14 DAY TRIAL // A recently published study analyzed how WhatsApp's internal protocol functions, and revealed that personal information regarding phone numbers and call duration is collected and stored on WhatsApp's server.
To be fair, WhatsApp never claimed to be an anonymous calling service, but the study does reveal the intricate details that power its communication systems.
The study, carried out by F. Karpisek of Brno University of Technology in the Czech Republic, Ibrahim (Abe) Baggili and Frank Breitinger, co-directors of the Cyber Forensics Research & Education Group at the University of New Haven, focuses on the FunXMPP protocol used by WhatsApp, a deviation of XMPP (Extensible Messaging and Presence Protocol), which is a protocol also used by Google for its GTalk service.
By analyzing messages exchanged between an Android phone and the WhatsApp servers using a tool specifically built for this task, researchers were able to break down the communications protocol, and see what's happening inside.
Researchers analyzed the network communication protocol behind WhatsApp
According to their findings, for each voice call initiated, WhatsApp went through an authentication process first, validating users participating in the conversation, set up a communications channel using the Opus codec at 8 or 16 kHz, established the call's relay servers, and the two endpoint IP addresses participating in the call.

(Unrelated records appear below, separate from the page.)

use std::time::Duration;

use anyhow::{Context, Result};
use reqwest::blocking::Client as HttpClient;
use sbooru_contracts::records::TagCandidate;
use serde_json::Value;
use tracing::debug;

use crate::http::{build_client, json_rows, response_json_or_error};

/// Remote lookup of canonical tag names.
pub trait TagIndex: Send + Sync {
    /// Exact match by name; `None` when the index has no such tag.
    fn lookup_exact(&self, name: &str) -> Result<Option<TagCandidate>>;
    /// Tags starting with `prefix`, most used first.
    fn lookup_prefix(&self, prefix: &str) -> Result<Vec<TagCandidate>>;
}

pub struct SafebooruTagIndex {
    api_base: String,
    http: HttpClient,
}

impl SafebooruTagIndex {
    pub fn new(api_base: impl Into<String>, timeout: Duration) -> Result<Self> {
        Ok(Self {
            api_base: api_base.into().trim().trim_end_matches('/').to_string(),
            http: build_client(timeout)?,
        })
    }

    fn query(&self, params: &[(&str, String)]) -> Result<Vec<TagCandidate>> {
        let mut query: Vec<(&str, String)> = vec![
            ("page", "dapi".to_string()),
            ("s", "tag".to_string()),
            ("q", "index".to_string()),
        ];
        query.extend(params.iter().cloned());
        query.push(("json", "1".to_string()));

        let response = self
            .http
            .get(&self.api_base)
            .query(&query)
            .send()
            .with_context(|| format!("tag index request failed ({})", self.api_base))?;
        let payload = response_json_or_error("tag index", response)?;
        Ok(parse_tag_rows(payload))
    }
}

impl TagIndex for SafebooruTagIndex {
    fn lookup_exact(&self, name: &str) -> Result<Option<TagCandidate>> {
        let rows = self.query(&[("name", name.to_string())])?;
        debug!("tag index exact '{name}': {} row(s)", rows.len());
        Ok(rows.into_iter().next())
    }

    fn lookup_prefix(&self, prefix: &str) -> Result<Vec<TagCandidate>> {
        let rows = self.query(&[
            ("name_pattern", format!("{prefix}*")),
            ("order", "count".to_string()),
        ])?;
        debug!("tag index prefix '{prefix}*': {} row(s)", rows.len());
        Ok(rows)
    }
}

fn parse_tag_rows(payload: Value) -> Vec<TagCandidate> {
    json_rows(payload)
        .into_iter()
        .filter_map(|row| {
            let name = row
                .get("name")
                .and_then(Value::as_str)
                .map(str::trim)
                .filter(|name| !name.is_empty())?
                .to_string();
            let count = row.get("count").and_then(|value| {
                value
                    .as_u64()
                    .or_else(|| value.as_str().and_then(|raw| raw.trim().parse().ok()))
            });
            Some(TagCandidate { name, count })
        })
        .collect()
}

Besides all these technical details, sniffing network traffic for test calls, researchers were able to determine that WhatsApp sent call metadata to its servers. This included phone numbers, timestamps, call duration, and the audio codec type used for the call.
While the researchers sounded the alarm on a possible privacy intrusion that may arise from storing this type of data on remote servers, the WhatsApp protocol was not analyzed in any other way (for security holes).

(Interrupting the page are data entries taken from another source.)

use std::time::Duration;

use anyhow::{Context, Result};
use rand::Rng;
use reqwest::blocking::Client as HttpClient;
use sbooru_contracts::config::DEFAULT_TAGS;
use sbooru_contracts::records::{ImageRecord, Rating};
use serde_json::Value;
use tracing::{debug, error, info, warn};

use crate::fetch::{self, EncodedImage};
use crate::http::{build_client, error_chain_text, is_timeout, json_rows, response_json_or_error};

/// Highest `pid` sampled per search.
pub const MAX_PAGE_INDEX: u32 = 10;
pub const MAX_SEARCH_LIMIT: u32 = 100;

#[derive(Debug, Clone, PartialEq)]
pub struct SearchRequest {
    pub tags: String,
    pub limit: u32,
    pub rating: Rating,
    pub timeout: Duration,
}

/// The image board as the plugin sees it. Neither call fails: problems are
/// logged and surface as an empty list or `None`.
pub trait ImageBoard: Send + Sync {
    fn search(&self, request: &SearchRequest) -> Vec<ImageRecord>;
    fn fetch_image(&self, url: &str) -> Option<EncodedImage>;
}

/// Commas become spaces, non-ASCII characters are dropped (the board rejects
/// non-Latin tags) and whitespace is collapsed. Falls back to `anime cute`.
pub fn normalize_search_tags(raw: &str) -> String {
    let ascii: String = raw
        .chars()
        .map(|ch| if ch == ',' { ' ' } else { ch })
        .filter(char::is_ascii)
        .collect();
    let collapsed = ascii.split_whitespace().collect::<Vec<&str>>().join(" ");
    if collapsed.is_empty() {
        return DEFAULT_TAGS.to_string();
    }
    collapsed
}

pub fn search_params(request: &SearchRequest, pid: u32) -> Vec<(&'static str, String)> {
    vec![
        ("page", "dapi".to_string()),
        ("s", "post".to_string()),
        ("q", "index".to_string()),
        (
            "tags",
            format!(
                "{} rating:{}",
                normalize_search_tags(&request.tags),
                request.rating
            ),
        ),
        ("limit", request.limit.min(MAX_SEARCH_LIMIT).to_string()),
        ("pid", pid.to_string()),
        ("json", "1".to_string()),
    ]
}

/// One random page in `[0, MAX_PAGE_INDEX]`. Matches that live only on other
/// pages are missed; there is no second attempt.
pub fn sample_page<R: Rng + ?Sized>(rng: &mut R) -> u32 {
    rng.gen_range(0..=MAX_PAGE_INDEX)
}

pub fn parse_image_records(payload: Value) -> Vec<ImageRecord> {
    json_rows(payload)
        .into_iter()
        .filter_map(|row| match serde_json::from_value::<ImageRecord>(row) {
            Ok(record) => Some(record),
            Err(err) => {
                debug!("skipping undecodable post: {err}");
                None
            }
        })
        .collect()
}

pub struct SafebooruClient {
    api_base: String,
    http: HttpClient,
    download_timeout: Duration,
}

impl SafebooruClient {
    pub fn new(api_base: impl Into<String>, download_timeout: Duration) -> Result<Self> {
        Ok(Self {
            api_base: api_base.into().trim().trim_end_matches('/').to_string(),
            http: build_client(download_timeout.max(Duration::from_secs(1)))?,
            download_timeout,
        })
    }

    /// Searches one given page.
    pub fn search_page(&self, request: &SearchRequest, pid: u32) -> Vec<ImageRecord> {
        match self.try_search_page(request, pid) {
            Ok(records) if records.is_empty() => {
                info!(
                    "no images for '{}' on pid={pid}",
                    normalize_search_tags(&request.tags)
                );
                records
            }
            Ok(records) => {
                debug!("found {} image(s) on pid={pid}", records.len());
                records
            }
            Err(err) if is_timeout(&err) => {
                error!("image search timed out after {:?} (pid={pid})", request.timeout);
                Vec::new()
            }
            Err(err) => {
                warn!("image search failed (pid={pid}): {}", error_chain_text(&err, 300));
                Vec::new()
            }
        }
    }

    fn try_search_page(&self, request: &SearchRequest, pid: u32) -> Result<Vec<ImageRecord>> {
        let params = search_params(request, pid);
        debug!("searching {} with {:?}", self.api_base, params);
        let response = self
            .http
            .get(&self.api_base)
            .query(&params)
            .timeout(request.timeout)
            .send()
            .with_context(|| format!("image search request failed ({})", self.api_base))?;
        let payload = response_json_or_error("image search", response)?;
        Ok(parse_image_records(payload))
    }

    fn try_fetch_image(&self, url: &str) -> Result<EncodedImage> {
        let response = self
            .http
            .get(url)
            .timeout(self.download_timeout)
            .send()
            .with_context(|| format!("image download failed ({url})"))?;
        if !response.status().is_success() {
            anyhow::bail!("image download failed: HTTP {}", response.status().as_u16());
        }
        let bytes = response
            .bytes()
            .context("failed reading image bytes")?
            .to_vec();
        fetch::normalize_image(&bytes)
    }
}

impl ImageBoard for SafebooruClient {
    fn search(&self, request: &SearchRequest) -> Vec<ImageRecord> {
        let pid = sample_page(&mut rand::thread_rng());
        self.search_page(request, pid)
    }

    fn fetch_image(&self, url: &str) -> Option<EncodedImage> {
        match self.try_fetch_image(url) {
            Ok(image) => {
                debug!("image ready: {} base64 chars", image.base64.len());
                Some(image)
            }
            Err(err) if is_timeout(&err) => {
                error!("image download timed out ({url})");
                None
            }
            Err(err) => {
                error!("{}", error_chain_text(&err, 300));
                None
            }
        }
    }
}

“This tool [used to break down the protocol] may be useful for deeper analysis of the WhatsApp protocol,” wrote the authors, urging other scientists to “analyze the network traffic of other popular messaging applications so that the forensic community can gain a better understanding of the forensically relevant artifacts that may be extracted from the network traffic, and not only the data stored on the devices."